После обеда обе двоюродные сестры заперлись у Жени. Кличка "вербный херувим" обидела и задела Женю,
Женя сидела на стуле у письменного стола. Шура легла на маленький диванчик.
– Шура, это очень обидно, что Володя сказал… Сотник Гроба Господня?.. По-моему, просто глупо. Сотник – это чин. Мне Геннадий Петрович объяснил – это все равно, что поручик. У казаков – сотник. А… вербный херувим?.. Зачем?.. Зачем?..
– Чепуха, Женечка, никак это не подходит.
– Представь, я тоже так думаю… У Геннадия Петровича усы… Ты заметила, какие прелестные усики и как они в тон его бровям и волосам… Ты как художница должна была заметить это и оценить… У вербных херувимов… У херувимов вообще бывают когда усы? И еще ты обратила внимание? – Волосы?.. У херувимов какие-то рыжие завитки, кудряшки, а у него… Какой пробор и как красиво вьются с правой стороны. Зачем это Володя, право?..

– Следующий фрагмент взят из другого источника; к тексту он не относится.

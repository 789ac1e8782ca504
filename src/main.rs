use anyhow::Result;
use clap::{Parser, Subcommand};
use indicatif::{ProgressBar, ProgressStyle};
use log::{debug, info, trace};
use std::path::PathBuf;
use std::time::Instant;

use epidemic_engine::output::{save_batch_csv, save_snapshots, save_time_series_csv, OutputFormat};
use epidemic_engine::{BatchRunner, BatchSummary, Simulation, SimulationConfig};

/// Command-line arguments for the epidemic engine
#[derive(Parser, Debug)]
#[command(author, version, about, long_about = None)]
struct Args {
    /// Path to the config.toml file
    #[arg(short, long, default_value = "config.toml")]
    config: PathBuf,

    #[command(subcommand)]
    command: Command,
}

#[derive(Subcommand, Debug)]
enum Command {
    /// Run a single simulation and save its time series
    Run {
        /// Number of steps (overrides run.steps)
        #[arg(long)]
        steps: Option<u32>,
        /// Random seed (overrides run.seed)
        #[arg(long)]
        seed: Option<u64>,
    },
    /// Run independent trials and report how often the virus was defeated
    Batch {
        /// Number of trials (overrides batch.trials)
        #[arg(long)]
        trials: Option<u32>,
        /// Steps per trial (overrides batch.steps_per_trial)
        #[arg(long)]
        steps: Option<u32>,
        /// Seed of the first trial (overrides batch.base_seed)
        #[arg(long)]
        base_seed: Option<u64>,
    },
}

fn main() -> Result<()> {
    // Initialize the logger, defaulting to info so run progress is visible
    env_logger::Builder::from_env(env_logger::Env::default().default_filter_or("info")).init();

    let args = Args::parse();

    // --- Load Configuration ---
    let config = SimulationConfig::load(&args.config)?;
    debug!("Configuration: {:#?}", config);
    info!("Using {} Rayon threads.", rayon::current_num_threads());

    match args.command {
        Command::Run { steps, seed } => {
            let steps = steps.unwrap_or(config.run.steps);
            let seed = seed.unwrap_or(config.run.seed);
            run_single(&config, steps, seed)
        }
        Command::Batch { trials, steps, base_seed } => {
            let mut batch = config.batch.clone();
            batch.trials = trials.unwrap_or(batch.trials);
            batch.steps_per_trial = steps.unwrap_or(batch.steps_per_trial);
            batch.base_seed = base_seed.unwrap_or(batch.base_seed);
            run_batch(&config, BatchRunner::new(batch.trials, batch.steps_per_trial).with_base_seed(batch.base_seed))
        }
    }
}

fn run_single(config: &SimulationConfig, total_steps: u32, seed: u64) -> Result<()> {
    let params = config.get_sim_params(seed)?;
    let mut sim = Simulation::new(params)?;
    info!(
        "Simulation initialized with {} agents, {} initially infected.",
        sim.population(),
        sim.infected_count()
    );

    info!("Starting simulation loop for {} steps...", total_steps);
    let start_time = Instant::now();
    let print_interval_steps = (total_steps / 10).max(1);

    for step in 0..total_steps {
        sim.step();
        let is_last_step = step + 1 == total_steps;
        if (step + 1) % print_interval_steps == 0 || is_last_step {
            info!(
                "Step [{}/{}] | Infected: {} | Immune: {} | Elapsed: {:.2} s",
                step + 1,
                total_steps,
                sim.infected_count(),
                sim.immune_count(),
                start_time.elapsed().as_secs_f64()
            );
        } else {
            trace!("Step [{}/{}] completed", step + 1, total_steps);
        }
    }

    info!("Simulation finished in {:.3} seconds.", start_time.elapsed().as_secs_f64());
    if !sim.running() {
        info!("The infection died out before the horizon.");
    }

    // --- Save Recorded Data ---
    let output = &config.output;
    let snapshots = sim.stats().series();
    if output.save_stats {
        let format = OutputFormat::from_config(output.format.as_deref());
        save_snapshots(&output.base_filename, format, snapshots)?;
    } else {
        info!("Skipping saving snapshots as per config (save_stats is false).");
    }
    if output.save_time_series {
        save_time_series_csv(format!("{}_time_series.csv", output.base_filename), snapshots)?;
    }

    info!("Simulation Complete.");
    Ok(())
}

fn run_batch(config: &SimulationConfig, runner: BatchRunner) -> Result<()> {
    let params = config.get_sim_params(runner.base_seed)?;

    let pb = ProgressBar::new(u64::from(runner.trials));
    pb.set_style(
        ProgressStyle::default_bar()
            .template("[{elapsed_precise}] {bar:40.cyan/blue} {pos}/{len} trials {msg}")?
            .progress_chars("#>-"),
    );

    let start_time = Instant::now();
    let results = runner.run(&params, Some(&pb))?;
    pb.finish_with_message("done");
    info!("Batch finished in {:.3} seconds.", start_time.elapsed().as_secs_f64());

    let summary = BatchSummary::from_results(&results);
    debug!("Batch summary: {:?}", summary);
    info!(
        "Mean final infected: {:.2} | Mean final immune: {:.2}",
        summary.mean_final_infected, summary.mean_final_immune
    );
    info!("Percentage of times the virus was defeated: {}", summary.percent_defeated);

    if config.output.save_stats {
        save_batch_csv(format!("{}_batch.csv", config.output.base_filename), &results)?;
    }
    Ok(())
}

– Вербный херувим и совсем глупо.
– Правда?.. Ты заметила, Шура, как Володька сказал: охо-отничьи рассказы… С каким ядом… Точно Геннадий Петрович сочинял… А помнишь, на елке, кто лучше всех рассказал страшный и таинственный рассказ… Ты заметила, как он любит и чувствует природу… Не знаю, как тебе, а мне он очень… оч-чень понравился… Такой цельный… Не такой, как Володя с его учеными словами… "Социализм"… "Демократия"… "Эгоизм"… "Мелкобуржуазный подход к жизни"… "Ты прозябаешь, Женя"… А сам!.. Сколько горя от него маме и папе? И главное – все это неправда!.. Я чувствую, что все это несправедливо. А он?.. – Женя мечтательно улыбнулась. Несказанно красива была эта новая у нее улыбка. – Угадай про кого я говорю?..
– Угадать не трудно… Фиалки…
Женя серьезными, большими, темно-синими глазами посмотрела на Шуру.
– Шурочка, милая… А что, если это и правда… Судьба?.. Ты, как думаешь, это не может быть любовь?.. По-настоящему… Ты не любила никого…
– Полно, Женя, ты его всего два раза видала.
– Положим – три.
– Ну, даже три. Разве ты его знаешь. И как еще он-то к тебе относится.
– Это-то уже я знаю… Попросил мои фиалки… И Дима… Не такой он человек, чтобы послать к нам в дом, не зная кого.
– Ну, хорошо… Но, подумай… У нас на носу выпускные экзамены. До любви ли тут?.. Ты готовишься стать артисткой… Знаменитостью!.. Какая же тут любовь к сотнику Гроба Господня, к вербному херувиму?
– Не смей, Шура!.. Не смей, душка!.. То одно – это совсем другое… Я и маме этого не скажу… Только тебе… Так уже попрошу не смеяться надо мною.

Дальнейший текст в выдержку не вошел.